Exercise prompt =>
The result should be every line that contains the word "derive", taken from the material.

The records =>

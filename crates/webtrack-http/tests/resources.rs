//! Resource client tests: paths, query strings and bodies.

use std::sync::Arc;

use chrono::NaiveDate;
use serde_json::json;
use webtrack_core::{ApiUrl, MemoryStore};
use webtrack_http::resources::{
    ApprovalStatus, ExportFormat, ExportParams, LeaveKind, LeaveRequestInput, ReviewFilters,
    ReviewStatus, ReviewUpdate, TimesheetFilters,
};
use webtrack_http::{Gateway, GatewayConfig};
use wiremock::matchers::{body_json, header, method, path, query_param};
use wiremock::{Mock, MockServer, ResponseTemplate};

async fn gateway(server: &MockServer) -> Gateway {
    let config = GatewayConfig::new(ApiUrl::new(server.uri()).unwrap());
    Gateway::new(config, Arc::new(MemoryStore::with_tokens("A1", "R1"))).unwrap()
}

fn date(s: &str) -> NaiveDate {
    NaiveDate::parse_from_str(s, "%Y-%m-%d").unwrap()
}

#[tokio::test]
async fn test_timesheet_filters_become_query_params() {
    let server = MockServer::start().await;

    Mock::given(method("GET"))
        .and(path("/timesheets/"))
        .and(query_param("start_date", "2024-01-01"))
        .and(query_param("status", "APPROVED"))
        .and(query_param("project", "4"))
        .and(header("authorization", "Bearer A1"))
        .respond_with(ResponseTemplate::new(200).set_body_json(json!({"results": []})))
        .expect(1)
        .mount(&server)
        .await;

    let filters = TimesheetFilters {
        start_date: Some(date("2024-01-01")),
        project: Some(4),
        status: Some(ApprovalStatus::Approved),
        ..Default::default()
    };
    gateway(&server)
        .await
        .timesheets()
        .list(&filters)
        .await
        .unwrap();

    let requests = server.received_requests().await.unwrap();
    let query = requests[0].url.query().unwrap_or_default().to_string();
    assert!(!query.contains("end_date"));
    assert!(!query.contains("user"));
}

#[tokio::test]
async fn test_reject_timesheet_sends_reason() {
    let server = MockServer::start().await;

    Mock::given(method("POST"))
        .and(path("/timesheets/12/reject/"))
        .and(body_json(json!({"reason": "missing hours"})))
        .respond_with(ResponseTemplate::new(200).set_body_json(json!({"id": 12, "status": "REJECTED"})))
        .expect(1)
        .mount(&server)
        .await;

    let body = gateway(&server)
        .await
        .timesheets()
        .reject(12, "missing hours")
        .await
        .unwrap();
    assert_eq!(body["status"], "REJECTED");
}

#[tokio::test]
async fn test_create_leave_request_body() {
    let server = MockServer::start().await;

    Mock::given(method("POST"))
        .and(path("/leave-requests/"))
        .and(body_json(json!({
            "leave_type": "ANNUAL",
            "start_date": "2024-07-01",
            "end_date": "2024-07-05",
            "reason": "summer"
        })))
        .respond_with(ResponseTemplate::new(201).set_body_json(json!({"id": 3})))
        .expect(1)
        .mount(&server)
        .await;

    let input = LeaveRequestInput {
        leave_type: LeaveKind::Annual,
        start_date: date("2024-07-01"),
        end_date: date("2024-07-05"),
        reason: "summer".to_string(),
    };
    let body = gateway(&server)
        .await
        .leave()
        .create(&input)
        .await
        .unwrap();
    assert_eq!(body["id"], 3);
}

#[tokio::test]
async fn test_delete_accepts_empty_no_content() {
    let server = MockServer::start().await;

    Mock::given(method("DELETE"))
        .and(path("/leave-requests/8/"))
        .respond_with(ResponseTemplate::new(204))
        .expect(1)
        .mount(&server)
        .await;

    gateway(&server).await.leave().delete(8).await.unwrap();
}

#[tokio::test]
async fn test_review_update_only_sends_set_fields() {
    let server = MockServer::start().await;

    Mock::given(method("PATCH"))
        .and(path("/reviews/2/"))
        .and(body_json(json!({"status": "SUBMITTED", "overall_rating": 4.5})))
        .respond_with(ResponseTemplate::new(200).set_body_json(json!({"id": 2})))
        .expect(1)
        .mount(&server)
        .await;

    let update = ReviewUpdate {
        overall_rating: Some(4.5),
        status: Some(ReviewStatus::Submitted),
        ..Default::default()
    };
    gateway(&server)
        .await
        .reviews()
        .update(2, &update)
        .await
        .unwrap();
}

#[tokio::test]
async fn test_review_filters() {
    let server = MockServer::start().await;

    Mock::given(method("GET"))
        .and(path("/reviews/"))
        .and(query_param("review_type", "MID_YEAR"))
        .respond_with(ResponseTemplate::new(200).set_body_json(json!({"results": []})))
        .expect(1)
        .mount(&server)
        .await;

    let filters = ReviewFilters {
        review_type: Some(webtrack_http::resources::ReviewType::MidYear),
        ..Default::default()
    };
    gateway(&server)
        .await
        .reviews()
        .list(&filters)
        .await
        .unwrap();
}

#[tokio::test]
async fn test_dashboard_export_returns_raw_bytes() {
    let server = MockServer::start().await;

    Mock::given(method("GET"))
        .and(path("/dashboards/export/timesheets/"))
        .and(query_param("format", "pdf"))
        .respond_with(
            ResponseTemplate::new(200)
                .set_body_bytes(b"%PDF-1.4".to_vec())
                .insert_header("content-type", "application/pdf"),
        )
        .expect(1)
        .mount(&server)
        .await;

    let params = ExportParams {
        format: Some(ExportFormat::Pdf),
        ..Default::default()
    };
    let bytes = gateway(&server)
        .await
        .dashboard()
        .export("timesheets", &params)
        .await
        .unwrap();
    assert_eq!(&bytes[..], b"%PDF-1.4");
}

#[tokio::test]
async fn test_dashboard_metrics_error_is_surfaced() {
    let server = MockServer::start().await;

    Mock::given(method("GET"))
        .and(path("/api/dashboard/metrics/"))
        .respond_with(ResponseTemplate::new(503))
        .mount(&server)
        .await;

    let err = gateway(&server)
        .await
        .dashboard()
        .metrics()
        .await
        .unwrap_err();
    assert_eq!(err.status(), Some(503));
}
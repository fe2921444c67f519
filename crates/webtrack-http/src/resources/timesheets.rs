//! Timesheet endpoints.

use chrono::NaiveDate;
use serde::Serialize;
use tracing::instrument;

use webtrack_core::Result;

use super::{ApprovalStatus, Rejection};
use crate::gateway::Gateway;

/// Filters for listing and summarizing timesheets.
#[derive(Debug, Default, Clone, Serialize)]
pub struct TimesheetFilters {
    pub start_date: Option<NaiveDate>,
    pub end_date: Option<NaiveDate>,
    pub project: Option<u64>,
    pub user: Option<u64>,
    pub status: Option<ApprovalStatus>,
}

/// A timesheet entry to create or replace.
#[derive(Debug, Clone, Serialize)]
pub struct TimesheetInput {
    pub project: u64,
    pub date: NaiveDate,
    pub hours: f64,
    pub description: String,
    #[serde(skip_serializing_if = "Option::is_none")]
    pub status: Option<ApprovalStatus>,
}

/// Client for `/timesheets/`.
#[derive(Debug, Clone)]
pub struct Timesheets {
    gateway: Gateway,
}

impl Timesheets {
    pub(crate) fn new(gateway: Gateway) -> Self {
        Self { gateway }
    }

    #[instrument(skip(self))]
    pub async fn list(&self, filters: &TimesheetFilters) -> Result<serde_json::Value> {
        self.gateway.get_json_with("/timesheets/", filters).await
    }

    #[instrument(skip(self))]
    pub async fn get(&self, id: u64) -> Result<serde_json::Value> {
        self.gateway.get_json(&format!("/timesheets/{}/", id)).await
    }

    #[instrument(skip(self))]
    pub async fn create(&self, input: &TimesheetInput) -> Result<serde_json::Value> {
        self.gateway.post_json("/timesheets/", input).await
    }

    #[instrument(skip(self))]
    pub async fn update(&self, id: u64, input: &TimesheetInput) -> Result<serde_json::Value> {
        self.gateway
            .patch_json(&format!("/timesheets/{}/", id), input)
            .await
    }

    #[instrument(skip(self))]
    pub async fn delete(&self, id: u64) -> Result<()> {
        self.gateway.delete(&format!("/timesheets/{}/", id)).await
    }

    #[instrument(skip(self))]
    pub async fn approve(&self, id: u64) -> Result<serde_json::Value> {
        self.gateway
            .post_empty(&format!("/timesheets/{}/approve/", id))
            .await
    }

    #[instrument(skip(self))]
    pub async fn reject(&self, id: u64, reason: &str) -> Result<serde_json::Value> {
        self.gateway
            .post_json(&format!("/timesheets/{}/reject/", id), &Rejection { reason })
            .await
    }

    /// Aggregated hours; the `status` filter is ignored by the backend.
    #[instrument(skip(self))]
    pub async fn summary(&self, filters: &TimesheetFilters) -> Result<serde_json::Value> {
        self.gateway
            .get_json_with("/timesheets/summary/", filters)
            .await
    }
}
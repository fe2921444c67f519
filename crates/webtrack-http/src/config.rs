//! Gateway configuration.

use std::time::Duration;

use webtrack_core::ApiUrl;

/// Settings for a [`Gateway`](crate::Gateway).
///
/// # Example
///
/// ```
/// use std::time::Duration;
/// use webtrack_core::ApiUrl;
/// use webtrack_http::GatewayConfig;
///
/// let config = GatewayConfig::new(ApiUrl::new("https://webtrack.example.com").unwrap())
///     .with_timeout(Duration::from_secs(10))
///     .with_single_flight_refresh(true);
/// assert!(config.single_flight_refresh);
/// ```
#[derive(Debug, Clone)]
pub struct GatewayConfig {
    /// Origin every request path is joined onto.
    pub base_url: ApiUrl,
    /// Per-request timeout enforced by the HTTP client. `None` waits forever.
    pub timeout: Option<Duration>,
    /// `User-Agent` header sent with every request.
    pub user_agent: String,
    /// Serialize token refreshes so that concurrent 401s share one refresh
    /// call instead of each rotating the refresh token.
    pub single_flight_refresh: bool,
}

impl GatewayConfig {
    /// Create a configuration for the given origin with default settings.
    pub fn new(base_url: ApiUrl) -> Self {
        Self {
            base_url,
            ..Self::default()
        }
    }

    pub fn with_timeout(mut self, timeout: Duration) -> Self {
        self.timeout = Some(timeout);
        self
    }

    pub fn with_user_agent(mut self, user_agent: impl Into<String>) -> Self {
        self.user_agent = user_agent.into();
        self
    }

    pub fn with_single_flight_refresh(mut self, enabled: bool) -> Self {
        self.single_flight_refresh = enabled;
        self
    }
}

impl Default for GatewayConfig {
    fn default() -> Self {
        Self {
            base_url: ApiUrl::default(),
            timeout: None,
            user_agent: concat!("webtrack/", env!("CARGO_PKG_VERSION")).to_string(),
            single_flight_refresh: false,
        }
    }
}

#[cfg(test)]
mod tests {
    use super::*;

    #[test]
    fn defaults_match_minimal_contract() {
        let config = GatewayConfig::default();
        assert_eq!(config.base_url.to_string(), "http://localhost:8000");
        assert!(config.timeout.is_none());
        assert!(!config.single_flight_refresh);
        assert!(config.user_agent.starts_with("webtrack/"));
    }
}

Solution to this task =>
#[derive(Debug, Default, Clone, Serialize)]
#[derive(Debug, Clone, Serialize)]
#[derive(Debug, Clone)]
#[derive(Debug, Clone)]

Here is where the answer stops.